EPA finally settles lawsuit over 2015 Gold King mine blowout

 (Jerry McBride/The Durango Herald via AP, FILE) 

 

It was nine years ago when an EPA project in southern Colorado led to the disastrous event that became known as the Gold King Mine blowout, where millions of gallons of acid mine waste were released in to the Animas River.

It not only caused an environmental disaster in Southern Colorado but in New Mexico as well, and also caught the attention of then-U.S. Sen. Jim Inhofe, chairman of the U.S. Senate Environment and Public Works (EPW) Committee.
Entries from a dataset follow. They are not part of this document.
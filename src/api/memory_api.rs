//! `GET /memory`: exposes a user's persisted profile facts, the one
//! piece of cross-session memory this core keeps outside a session's
//! own tiered messages.

use axum::extract::State;
use axum::response::{IntoResponse, Response};
use axum::Json;
use serde::Serialize;

use crate::app_state::AppState;
use crate::auth::AuthUser;

#[derive(Debug, Serialize)]
struct MemoryResponse {
    user_profile_facts: Vec<String>,
}

pub async fn get_memory(State(state): State<AppState>, user: AuthUser) -> Response {
    match state.db.facts.load(&user.user_id).await {
        Ok(facts) => Json(MemoryResponse { user_profile_facts: facts }).into_response(),
        Err(e) => e.into_response(),
    }
}
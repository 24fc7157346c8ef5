//! Tier Manager: a façade over the Message Store handling
//! default short/medium derivation, monotonic tier promotion, episodic
//! demotion, and recall, with `moka::sync::Cache`-backed caching of
//! tier 1/2 content so rendering a contextual window doesn't round-trip
//! to SQLite for every message.

use std::sync::Arc;
use std::time::Duration;

use moka::sync::Cache;
use tracing::warn;

use crate::domain::{MemoryStatus, Message, MessageId, NewMessage, Role, SessionId, UserId};
use crate::error::{CoreError, CoreResult};
use crate::memory_db::MessageStore;

#[derive(Debug, Clone)]
pub struct TierManagerConfig {
    pub tier1_cache_capacity: u64,
    pub tier2_cache_ttl_seconds: u64,
}

impl Default for TierManagerConfig {
    fn default() -> Self {
        Self { tier1_cache_capacity: 2_000, tier2_cache_ttl_seconds: 3_600 }
    }
}

/// Derives the default Tier 1 (short) rendering: the first ~10 words.
fn default_short(full: &str) -> String {
    let words: Vec<&str> = full.split_whitespace().take(10).collect();
    let mut short = words.join(" ");
    if full.split_whitespace().count() > 10 {
        short.push('…');
    }
    short
}

/// Derives the default Tier 2 (medium) rendering: roughly half length.
fn default_medium(full: &str) -> String {
    let target = (full.chars().count() / 2).max(1);
    if full.chars().count() <= target {
        return full.to_string();
    }
    let mut medium: String = full.chars().take(target).collect();
    medium.push('…');
    medium
}

pub struct TierManager {
    store: Arc<dyn MessageStore>,
    tier1_cache: Cache<(SessionId, MessageId), String>,
    tier2_cache: Cache<(SessionId, MessageId), String>,
    pub config: TierManagerConfig,
}

impl TierManager {
    pub fn new(store: Arc<dyn MessageStore>, config: TierManagerConfig) -> Self {
        let tier1_cache = Cache::builder().max_capacity(config.tier1_cache_capacity).build();
        let tier2_cache = Cache::builder()
            .max_capacity(config.tier1_cache_capacity)
            .time_to_live(Duration::from_secs(config.tier2_cache_ttl_seconds))
            .build();
        Self { store, tier1_cache, tier2_cache, config }
    }

    pub async fn store_turn(
        &self,
        session_id: &SessionId,
        user_id: &UserId,
        role: Role,
        full: String,
        medium: Option<String>,
        short: Option<String>,
    ) -> CoreResult<MessageId> {
        let short = short.unwrap_or_else(|| default_short(&full));
        let medium = medium.unwrap_or_else(|| default_medium(&full));

        let id = self
            .store
            .insert(NewMessage {
                session_id: session_id.clone(),
                user_id: user_id.clone(),
                role,
                content_full: full,
                content_medium: medium.clone(),
                content_short: short.clone(),
                required_tier: 1,
                memory_status: MemoryStatus::Contextual,
                importance_score: 0,
            })
            .await?;

        self.tier1_cache.insert((session_id.clone(), id), short);
        self.tier2_cache.insert((session_id.clone(), id), medium);
        Ok(id)
    }

    /// Monotonic tier promotion; a downgrade attempt is swallowed with
    /// a warning rather than surfaced to the caller (the `Conflict`
    /// propagation policy for this specific call site).
    pub async fn promote_tier(&self, session_id: &SessionId, id: MessageId, level: u8) -> CoreResult<()> {
        match self.store.update_required_tier(id, level).await {
            Ok(()) => {
                self.tier1_cache.invalidate(&(session_id.clone(), id));
                self.tier2_cache.invalidate(&(session_id.clone(), id));
                Ok(())
            }
            Err(CoreError::Conflict(msg)) => {
                warn!("tier downgrade rejected for message {id}: {msg}");
                Ok(())
            }
            Err(e) => Err(e),
        }
    }

    pub async fn to_episodic(&self, ids: &[MessageId]) -> CoreResult<()> {
        self.store.update_memory_status(ids, MemoryStatus::Episodic).await
    }

    /// Recalls an episodic message back into contextual memory,
    /// forcing tier 3 (full content) and marking it as recalled. A
    /// recalled message's `importance_score` must never drop below 2,
    /// so the usual +1 bump is topped up to reach the
    /// floor when the message starts below it.
    pub async fn recall(&self, id: MessageId) -> CoreResult<Message> {
        let _ = self.store.update_required_tier(id, 3).await;
        self.store.update_memory_status(&[id], MemoryStatus::Contextual).await?;
        let current = self.store.get(id).await?;
        let delta = if current.importance_score < 2 { 2 - current.importance_score } else { 1 };
        self.store.update_importance(id, delta).await?;
        self.store.mark_recalled(id).await?;
        self.store.get(id).await
    }

    pub async fn list_contextual(&self, session_id: &SessionId, limit: usize) -> CoreResult<Vec<Message>> {
        self.store.list_contextual(session_id, limit).await
    }
}
//! Context engine: the tiered-memory components that
//! turn stored messages and a user's latest input into a bounded
//! prompt, execute the directives a model reply asks for, and prune
//! contextual memory back under budget.

pub mod context_builder;
pub mod directive_handler;
pub mod memory_pruner;
pub mod orchestrator;
pub mod prompt_builder;
pub mod session_manager;
pub mod tier_manager;

pub use context_builder::{ContextBuilder, ContextBuilderConfig};
pub use directive_handler::{DirectiveHandler, DirectiveOutcome};
pub use memory_pruner::{MemoryPruner, MemoryPrunerConfig, PruneOutcome};
pub use orchestrator::{ConversationOrchestrator, OrchestratorEvent};
pub use prompt_builder::{PromptBuilder, PromptSections};
pub use session_manager::SessionManager;
pub use tier_manager::{TierManager, TierManagerConfig};
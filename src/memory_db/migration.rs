//! Database initialization and maintenance: idempotent
//! `CREATE TABLE IF NOT EXISTS` schema application via
//! `schema::SCHEMA_SQL`, plus periodic housekeeping (old-session
//! cleanup, `ANALYZE`, incremental vacuum, integrity check).

use rusqlite::{Connection, Result};
use std::path::Path;
use tracing::info;

use crate::memory_db::schema;

pub struct MigrationManager<'a> {
    conn: &'a mut Connection,
}

impl<'a> MigrationManager<'a> {
    pub fn new(conn: &'a mut Connection) -> Self {
        Self { conn }
    }

    pub fn initialize_database(&mut self) -> Result<()> {
        info!("Initializing memory database schema...");
        self.conn.execute_batch(schema::SCHEMA_SQL)?;
        Ok(())
    }

    pub fn create_connection(db_path: &Path) -> Result<Connection> {
        let mut conn = Connection::open(db_path)?;
        conn.execute_batch(
            "PRAGMA foreign_keys = ON;
             PRAGMA journal_mode = WAL;
             PRAGMA synchronous = NORMAL;",
        )?;
        let mut migrator = MigrationManager::new(&mut conn);
        migrator.initialize_database()?;
        Ok(conn)
    }

    pub fn cleanup_old_sessions(&mut self, older_than_days: i32) -> Result<usize> {
        let cutoff = chrono::Utc::now() - chrono::Duration::days(older_than_days as i64);
        let cutoff_str = cutoff.to_rfc3339();
        let deleted = self.conn.execute(
            "DELETE FROM sessions WHERE last_activity_at < ?1",
            [&cutoff_str],
        )?;
        if deleted > 0 {
            info!("Cleaned up {} old sessions", deleted);
            self.conn.execute_batch("VACUUM")?;
        }
        Ok(deleted)
    }
}

pub fn get_database_stats(conn: &Connection) -> Result<schema::DatabaseStats> {
    fn get_table_count(conn: &Connection, table_name: &str) -> Result<i64> {
        conn.query_row(&format!("SELECT COUNT(*) FROM {}", table_name), [], |row| row.get(0))
    }

    let total_sessions = get_table_count(conn, "sessions")?;
    let total_messages = get_table_count(conn, "messages")?;
    let total_episodic_chunks = get_table_count(conn, "episodic_chunks")?;
    let total_users_with_facts = get_table_count(conn, "user_facts")?;

    let database_size_bytes: i64 = conn
        .query_row(
            "SELECT page_count * page_size FROM pragma_page_count(), pragma_page_size()",
            [],
            |row| row.get(0),
        )
        .unwrap_or(0);

    Ok(schema::DatabaseStats {
        total_sessions,
        total_messages,
        total_episodic_chunks,
        total_users_with_facts,
        database_size_bytes,
    })
}

pub fn run_maintenance(conn: &mut Connection) -> Result<()> {
    info!("Running database maintenance...");
    conn.execute_batch("ANALYZE")?;
    conn.execute_batch("PRAGMA incremental_vacuum(100)")?;
    conn.execute_batch("PRAGMA integrity_check")?;
    info!("Database maintenance completed");
    Ok(())
}
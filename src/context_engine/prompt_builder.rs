//! Prompt Builder: assembles the final prompt body sent to the
//! LLM Gateway from the Context Builder's output, the running summary,
//! episodic search results, web search results, and the user's stored
//! facts. Sections are conditionally assembled, added only when their
//! source data is present.

use crate::domain::EpisodicHit;
use crate::token_estimator;

const INSTRUCTION_BLOCK: &str = "\
You are a conversational assistant with tiered memory. Most context below is shown in a \
shortened form; if you need the full detail of something, request it with \
[REQUEST_TIER:<level>:<message_id>] where level is 2 (medium) or 3 (full). \
To search earlier conversations not shown below, use [SEARCH_EPISODIC:<query>]. If that \
search comes back empty and you believe broader history could help, follow it immediately \
with [SEARCH_DEEPER_EPISODIC]. To look something up on the web, use [SEARCH: <query>]. To \
pull a previously archived conversation chunk back into context, use \
[FETCH_EPISODE:<chunk_id>]. Issue these directives on their own line; they will be removed \
from what the user sees. If a CRITICAL CONTEXT persona instruction is present below, \
maintain it consistently until the user says otherwise.";

const AUTHORITATIVE_REMINDER: &str = "\
Where a message above is shown with full or medium detail (tier 2 or 3), treat that content \
as authoritative over any conflicting detail in a summary or earlier shortened rendering.";

#[derive(Default)]
pub struct PromptSections {
    pub contextual_memory_and_current: String,
    pub current_summary: String,
    pub episodic_hits: Vec<EpisodicHit>,
    pub web_search_results: Option<String>,
    pub remember_this: String,
}

pub struct PromptBuilder;

/// Tokens reserved for the parts of the prompt the Context Builder
/// does not own: the instruction block and closing
/// reminder that `PromptBuilder::build` always appends.
pub fn preamble_token_estimate() -> usize {
    token_estimator::estimate(INSTRUCTION_BLOCK) + token_estimator::estimate(AUTHORITATIVE_REMINDER)
}

impl PromptBuilder {
    pub fn build(sections: PromptSections) -> String {
        let mut parts: Vec<String> = vec![INSTRUCTION_BLOCK.to_string()];

        if !sections.contextual_memory_and_current.trim().is_empty() {
            parts.push(sections.contextual_memory_and_current);
        }

        if !sections.current_summary.trim().is_empty() {
            parts.push(format!("CURRENT_CONTEXT_SUMMARY:\n{}", sections.current_summary));
        }

        if !sections.episodic_hits.is_empty() {
            let mut body = String::from("RELATED_PAST_CONVERSATIONS:\n");
            for hit in sections.episodic_hits.iter().take(5) {
                body.push_str(&format!("[{}] ({}) {}\n", hit.chunk_id, hit.timestamp.to_rfc3339(), hit.summary));
            }
            parts.push(body.trim_end().to_string());
        }

        if let Some(results) = sections.web_search_results {
            if !results.trim().is_empty() {
                parts.push(format!("WEB_SEARCH_RESULTS:\n{results}"));
            }
        }

        if !sections.remember_this.trim().is_empty() {
            parts.push(format!("REMEMBER_THIS:\n{}", sections.remember_this));
        }

        parts.push(AUTHORITATIVE_REMINDER.to_string());

        parts.join("\n\n")
    }
}

#[cfg(test)]
mod tests {
    use super::*;
    use chrono::Utc;

    #[test]
    fn omits_empty_sections() {
        let prompt = PromptBuilder::build(PromptSections::default());
        assert!(!prompt.contains("CURRENT_CONTEXT_SUMMARY"));
        assert!(!prompt.contains("RELATED_PAST_CONVERSATIONS"));
        assert!(!prompt.contains("WEB_SEARCH_RESULTS"));
        assert!(!prompt.contains("REMEMBER_THIS"));
        assert!(prompt.contains(INSTRUCTION_BLOCK));
        assert!(prompt.ends_with(AUTHORITATIVE_REMINDER));
    }

    #[test]
    fn includes_present_sections_in_order() {
        let sections = PromptSections {
            contextual_memory_and_current: "CONTEXTUAL_MEMORY:\nuser: hi\n\nCURRENT_MESSAGE:\nhi".to_string(),
            current_summary: "We discussed travel plans.".to_string(),
            episodic_hits: vec![EpisodicHit {
                score: 0.5,
                chunk_id: "chunk-1".to_string(),
                summary: "Talked about Kyoto trip.".to_string(),
                timestamp: Utc::now(),
            }],
            web_search_results: Some("1. Example (https://example.com)".to_string()),
            remember_this: "- User's name is Priya.".to_string(),
        };
        let prompt = PromptBuilder::build(sections);
        let summary_pos = prompt.find("CURRENT_CONTEXT_SUMMARY").unwrap();
        let related_pos = prompt.find("RELATED_PAST_CONVERSATIONS").unwrap();
        let web_pos = prompt.find("WEB_SEARCH_RESULTS").unwrap();
        let remember_pos = prompt.find("REMEMBER_THIS").unwrap();
        assert!(summary_pos < related_pos);
        assert!(related_pos < web_pos);
        assert!(web_pos < remember_pos);
    }
}
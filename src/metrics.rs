//! Prometheus metrics for the operations this core actually performs:
//! turns processed, active sessions, reruns, prunes, and directives
//! handled. A `lazy_static` registry holds `OnceLock`-initialized
//! instrument cells; outside the `cli` feature, all recording calls
//! become no-ops so the library builds headless.

#[cfg(feature = "cli")]
mod imp {
    use axum::http::StatusCode;
    use axum::response::IntoResponse;
    use lazy_static::lazy_static;
    use prometheus::{Encoder, Histogram, IntCounterVec, IntGauge, Registry, TextEncoder};
    use std::sync::OnceLock;

    lazy_static! {
        static ref REGISTRY: Registry = Registry::new();
    }
    static TURNS_TOTAL: OnceLock<IntCounterVec> = OnceLock::new();
    static ACTIVE_SESSIONS: OnceLock<IntGauge> = OnceLock::new();
    static RERUNS_TOTAL: OnceLock<IntCounterVec> = OnceLock::new();
    static PRUNES_TOTAL: OnceLock<IntCounterVec> = OnceLock::new();
    static DIRECTIVES_TOTAL: OnceLock<IntCounterVec> = OnceLock::new();
    static TURN_LATENCY: OnceLock<Histogram> = OnceLock::new();

    pub fn init_metrics() {
        let turns_total = TURNS_TOTAL.get_or_init(|| {
            IntCounterVec::new(
                prometheus::opts!("turns_total", "Conversation turns processed"),
                &["outcome"],
            )
            .unwrap()
        });
        let active_sessions = ACTIVE_SESSIONS.get_or_init(|| {
            IntGauge::new("active_sessions", "Orchestrators currently cached").unwrap()
        });
        let reruns_total = RERUNS_TOTAL.get_or_init(|| {
            IntCounterVec::new(
                prometheus::opts!("reruns_total", "Model re-runs triggered by directives"),
                &["reason"],
            )
            .unwrap()
        });
        let prunes_total = PRUNES_TOTAL.get_or_init(|| {
            IntCounterVec::new(
                prometheus::opts!("prunes_total", "Memory pruner invocations"),
                &["outcome"],
            )
            .unwrap()
        });
        let directives_total = DIRECTIVES_TOTAL.get_or_init(|| {
            IntCounterVec::new(
                prometheus::opts!("directives_total", "Directives parsed from model replies"),
                &["kind"],
            )
            .unwrap()
        });
        let turn_latency = TURN_LATENCY.get_or_init(|| {
            Histogram::with_opts(prometheus::HistogramOpts::new(
                "turn_latency_seconds",
                "End-to-end latency of one conversation turn",
            ))
            .unwrap()
        });

        REGISTRY.register(Box::new(turns_total.clone())).ok();
        REGISTRY.register(Box::new(active_sessions.clone())).ok();
        REGISTRY.register(Box::new(reruns_total.clone())).ok();
        REGISTRY.register(Box::new(prunes_total.clone())).ok();
        REGISTRY.register(Box::new(directives_total.clone())).ok();
        REGISTRY.register(Box::new(turn_latency.clone())).ok();
    }

    pub fn inc_turn(outcome: &str) {
        if let Some(c) = TURNS_TOTAL.get() {
            c.with_label_values(&[outcome]).inc();
        }
    }
    pub fn inc_session() {
        if let Some(g) = ACTIVE_SESSIONS.get() {
            g.inc();
        }
    }
    pub fn dec_session() {
        if let Some(g) = ACTIVE_SESSIONS.get() {
            g.dec();
        }
    }
    pub fn inc_rerun(reason: &str) {
        if let Some(c) = RERUNS_TOTAL.get() {
            c.with_label_values(&[reason]).inc();
        }
    }
    pub fn inc_prune(outcome: &str) {
        if let Some(c) = PRUNES_TOTAL.get() {
            c.with_label_values(&[outcome]).inc();
        }
    }
    pub fn inc_directive(kind: &str) {
        if let Some(c) = DIRECTIVES_TOTAL.get() {
            c.with_label_values(&[kind]).inc();
        }
    }
    pub fn observe_turn_latency(seconds: f64) {
        if let Some(h) = TURN_LATENCY.get() {
            h.observe(seconds);
        }
    }

    pub async fn get_metrics() -> impl IntoResponse {
        let encoder = TextEncoder::new();
        let metric_families = REGISTRY.gather();
        let mut buffer = vec![];
        encoder.encode(&metric_families, &mut buffer).unwrap();
        (
            StatusCode::OK,
            [("content-type", "text/plain; version=0.0.4")],
            buffer,
        )
    }
}

#[cfg(feature = "cli")]
pub use imp::*;

#[cfg(not(feature = "cli"))]
mod noop {
    pub fn init_metrics() {}
    pub fn inc_turn(_outcome: &str) {}
    pub fn inc_session() {}
    pub fn dec_session() {}
    pub fn inc_rerun(_reason: &str) {}
    pub fn inc_prune(_outcome: &str) {}
    pub fn inc_directive(_kind: &str) {}
    pub fn observe_turn_latency(_seconds: f64) {}
}
#[cfg(not(feature = "cli"))]
pub use noop::*;
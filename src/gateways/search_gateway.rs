//! Web Search Gateway: a narrow async client to an external
//! search provider, returning pre-formatted result text rather than
//! structured hits — the orchestrator just needs a string to splice
//! into `WEB_SEARCH_RESULTS`.

use std::time::Duration;

use async_trait::async_trait;
use serde::Deserialize;

use crate::error::{CoreError, CoreResult};

#[async_trait]
pub trait SearchGateway: Send + Sync {
    async fn search(&self, query: &str, max_results: usize) -> CoreResult<String>;
}

#[derive(Debug, Deserialize)]
struct SearchResponse {
    #[serde(default)]
    answer: Option<String>,
    #[serde(default)]
    results: Vec<SearchResultItem>,
}

#[derive(Debug, Deserialize)]
struct SearchResultItem {
    title: String,
    url: String,
    #[serde(default)]
    excerpt: String,
}

pub struct HttpSearchGateway {
    base_url: String,
    http_client: reqwest::Client,
}

impl HttpSearchGateway {
    pub fn new(base_url: String) -> Self {
        Self {
            base_url,
            http_client: reqwest::Client::builder()
                .timeout(Duration::from_secs(30))
                .build()
                .unwrap_or_default(),
        }
    }
}

#[async_trait]
impl SearchGateway for HttpSearchGateway {
    async fn search(&self, query: &str, max_results: usize) -> CoreResult<String> {
        let response = self
            .http_client
            .get(format!("{}/search", self.base_url))
            .query(&[("q", query), ("max_results", &max_results.to_string())])
            .send()
            .await
            .map_err(|e| {
                if e.is_timeout() {
                    CoreError::UpstreamTimeout(format!("search gateway timed out: {e}"))
                } else {
                    CoreError::UpstreamNetwork(anyhow::anyhow!(e))
                }
            })?;

        if !response.status().is_success() {
            let status = response.status();
            let body = response.text().await.unwrap_or_default();
            return Err(CoreError::UpstreamMalformed(format!("search gateway returned {status}: {body}")));
        }

        let parsed: SearchResponse = response
            .json()
            .await
            .map_err(|e| CoreError::UpstreamMalformed(format!("failed to parse search response: {e}")))?;

        Ok(format_results(&parsed))
    }
}

fn format_results(parsed: &SearchResponse) -> String {
    let mut out = String::new();
    if let Some(answer) = &parsed.answer {
        if !answer.trim().is_empty() {
            out.push_str(answer.trim());
            out.push_str("\n\n");
        }
    }
    for (i, item) in parsed.results.iter().enumerate() {
        out.push_str(&format!("{}. {} ({})\n", i + 1, item.title, item.url));
        if !item.excerpt.trim().is_empty() {
            out.push_str(&format!("   {}\n", item.excerpt.trim()));
        }
    }
    out.trim_end().to_string()
}

#[cfg(test)]
mod tests {
    use super::*;

    #[test]
    fn formats_answer_and_results() {
        let parsed = SearchResponse {
            answer: Some("Rust 1.80 was released in July 2024.".to_string()),
            results: vec![SearchResultItem {
                title: "Rust 1.80.0 release notes".to_string(),
                url: "https://example.com/rust-1.80".to_string(),
                excerpt: "Announcing Rust 1.80.0...".to_string(),
            }],
        };
        let text = format_results(&parsed);
        assert!(text.starts_with("Rust 1.80"));
        assert!(text.contains("1. Rust 1.80.0 release notes"));
    }

    #[test]
    fn formats_empty_results_without_panicking() {
        let parsed = SearchResponse { answer: None, results: vec![] };
        assert_eq!(format_results(&parsed), "");
    }
}
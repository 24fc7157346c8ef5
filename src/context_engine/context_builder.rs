//! Context Builder: assembles the `CONTEXTUAL_MEMORY` prompt
//! section under a hard token budget, preferring higher-tier content
//! and always keeping a chronological suffix of recent turns. Walks
//! candidates newest-first, evicting the lowest-tier currently-included
//! message to make room for a higher-tier one when the budget is tight.

use tracing::debug;

use crate::domain::{EpisodicHit, Message};
use crate::token_estimator;

#[derive(Debug, Clone)]
pub struct ContextBuilderConfig {
    pub token_budget: usize,
}

impl Default for ContextBuilderConfig {
    fn default() -> Self {
        Self { token_budget: 4_000 }
    }
}

pub struct ContextBuilder {
    config: ContextBuilderConfig,
}

struct Candidate {
    message: Message,
    rendered: String,
    tokens: usize,
}

fn render(message: &Message) -> String {
    let content = message.content_at_required_tier();
    if message.required_tier > 1 {
        format!(
            "[id:{} tier:{} role:{} timestamp:{}] {}",
            message.id,
            message.required_tier,
            message.role.as_str(),
            message.timestamp.to_rfc3339(),
            content
        )
    } else {
        format!("{}: {}", message.role.as_str(), content)
    }
}

impl ContextBuilder {
    pub fn new(config: ContextBuilderConfig) -> Self {
        Self { config }
    }

    /// Builds the `CONTEXTUAL_MEMORY` body plus a trailing
    /// `CURRENT_MESSAGE:` line, given contextual messages newest-first,
    /// any episodic hits recalled this turn, and the verbatim current
    /// user input. `preamble_tokens` reserves budget for the prompt preamble the builder does not own.
    pub fn build(
        &self,
        contextual_newest_first: Vec<Message>,
        recalled_episodic: &[EpisodicHit],
        current_user_input: &str,
        preamble_tokens: usize,
    ) -> String {
        let mut remaining = self.config.token_budget.saturating_sub(preamble_tokens);

        let mut candidates: Vec<Candidate> = contextual_newest_first
            .into_iter()
            .map(|message| {
                let rendered = render(&message);
                let tokens = token_estimator::estimate(&rendered);
                Candidate { message, rendered, tokens }
            })
            .collect();

        let mut included: Vec<Candidate> = Vec::new();

        let mut i = 0;
        while i < candidates.len() {
            let candidate = &candidates[i];
            if candidate.tokens <= remaining {
                remaining -= candidate.tokens;
                included.push(candidates.remove(i));
                continue;
            }

            if candidate.message.required_tier > 1 {
                let evict_idx = included
                    .iter()
                    .enumerate()
                    .filter(|(_, inc)| inc.message.required_tier < candidate.message.required_tier)
                    .min_by_key(|(_, inc)| inc.message.required_tier)
                    .map(|(idx, _)| idx);

                if let Some(idx) = evict_idx {
                    let evicted = included.remove(idx);
                    let freed = evicted.tokens;
                    if candidate.tokens <= remaining + freed {
                        remaining = remaining + freed - candidate.tokens;
                        included.push(candidates.remove(i));
                        continue;
                    }
                    // doesn't fit even after eviction; put it back untouched
                    included.insert(idx, evicted);
                }
            }
            i += 1;
        }

        debug!("context builder included {} of the fetched contextual messages", included.len());

        // Chronological order: oldest first.
        included.sort_by(|a, b| a.message.timestamp.cmp(&b.message.timestamp).then(a.message.id.cmp(&b.message.id)));

        let mut out = String::new();
        if !included.is_empty() {
            out.push_str("CONTEXTUAL_MEMORY:\n");
            for candidate in &included {
                out.push_str(&candidate.rendered);
                out.push('\n');
            }
        }

        if !recalled_episodic.is_empty() {
            out.push_str("\nRECALLED_EPISODIC_CONTENT:\n");
            for hit in recalled_episodic {
                out.push_str(&format!("[{}] {}\n", hit.timestamp.to_rfc3339(), hit.summary));
            }
        }

        out.push_str("\nCURRENT_MESSAGE:\n");
        out.push_str(current_user_input);
        out
    }
}

#[cfg(test)]
mod tests {
    use super::*;
    use crate::domain::{MemoryStatus, Role};
    use chrono::Utc;

    fn msg(id: i64, tier: u8, content: &str, ts_offset_secs: i64) -> Message {
        Message {
            id,
            session_id: "s1".to_string(),
            user_id: "u1".to_string(),
            role: Role::User,
            timestamp: Utc::now() + chrono::Duration::seconds(ts_offset_secs),
            content_full: content.to_string(),
            content_medium: content.to_string(),
            content_short: content.chars().take(10).collect(),
            required_tier: tier,
            memory_status: MemoryStatus::Contextual,
            importance_score: 0,
            was_recalled: false,
        }
    }

    #[test]
    fn stays_within_budget() {
        let builder = ContextBuilder::new(ContextBuilderConfig { token_budget: 50 });
        let messages = vec![
            msg(3, 1, "third message, newest", 2),
            msg(2, 1, "second message here", 1),
            msg(1, 1, "first message of the conversation was sent a while back and is quite long indeed", 0),
        ];
        let out = builder.build(messages, &[], "hello?", 0);
        assert!(out.contains("CURRENT_MESSAGE"));
        assert!(token_estimator::estimate(&out) <= 50 + token_estimator::estimate("CURRENT_MESSAGE:\nhello?"));
    }

    #[test]
    fn preserves_chronological_order_in_output() {
        let builder = ContextBuilder::new(ContextBuilderConfig { token_budget: 4_000 });
        let messages = vec![msg(2, 1, "second", 1), msg(1, 1, "first", 0)];
        let out = builder.build(messages, &[], "now", 0);
        let first_pos = out.find("first").unwrap();
        let second_pos = out.find("second").unwrap();
        assert!(first_pos < second_pos);
    }

    #[test]
    fn evicts_lower_tier_to_fit_higher_tier_message() {
        let builder = ContextBuilder::new(ContextBuilderConfig { token_budget: 12 });
        let messages = vec![
            msg(2, 3, "a much longer higher tier message that needs room", 1),
            msg(1, 1, "short", 0),
        ];
        let out = builder.build(messages, &[], "hi", 0);
        assert!(out.contains("tier:3"));
    }
}
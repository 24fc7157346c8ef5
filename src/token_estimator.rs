//! Character-length token estimation. Exactness is not the goal: only
//! relative ordering and a safety margin matter to the Context Builder
//! and Memory Pruner that consume this.

/// Roughly one token per four bytes of UTF-8 content (byte length, not
/// grapheme count — cheap and stable regardless of script).
pub fn estimate(text: &str) -> usize {
    (text.len() + 3) / 4
}

#[cfg(test)]
mod tests {
    use super::*;

    #[test]
    fn empty_string_is_zero_tokens() {
        assert_eq!(estimate(""), 0);
    }

    #[test]
    fn rounds_up() {
        assert_eq!(estimate("a"), 1);
        assert_eq!(estimate("abcd"), 1);
        assert_eq!(estimate("abcde"), 2);
    }

    #[test]
    fn scales_with_length() {
        let short = estimate("hello");
        let long = estimate(&"hello world ".repeat(20));
        assert!(long > short);
    }
}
He immediately criticized the federal government

The Department of the Interior’s report of the Gold King mine incident raises significant new questions about the events leading up to the spill and why EPA and its contractors ignored the risks that led to the blowout.”

The Senator went on to call it “astonishing” that the Bureau of Reclamation had the lead for conducting the so-called independent review of cleanup of abandoned mine sites in the Animas River basin.

“In fact, the report indicates EPA had asked Reclamation to advise on the plans for the Gold King mine but, for some unknown reason, EPA allowed the work to proceed causing the blowout before Reclamation staff visited the site.  The report indicates little to no engineering analysis was done at the Gold King mine site but, as a peer reviewer with the Army Corps of Engineers apparently noted, the report fails to address the internal events at EPA leading up the blowout.”

As a result, on August 15, 2015, the EPA contractors caused the blowout of the mine above Silverton, Colorado and released not only three million gallons of acid mine waste but 800,000 pounds of heavy metals into Cement Creek and the Animas River.

A lawsuit against the EPA was recently settled by Todd Hennis, who owned a mining claim on Cement Creek below the mine. Out There Colorado reported, Hennis sued the EPA for failing to compensate him for the use of his land to to help mitigate ongoing acid mine waste flowing down the creek.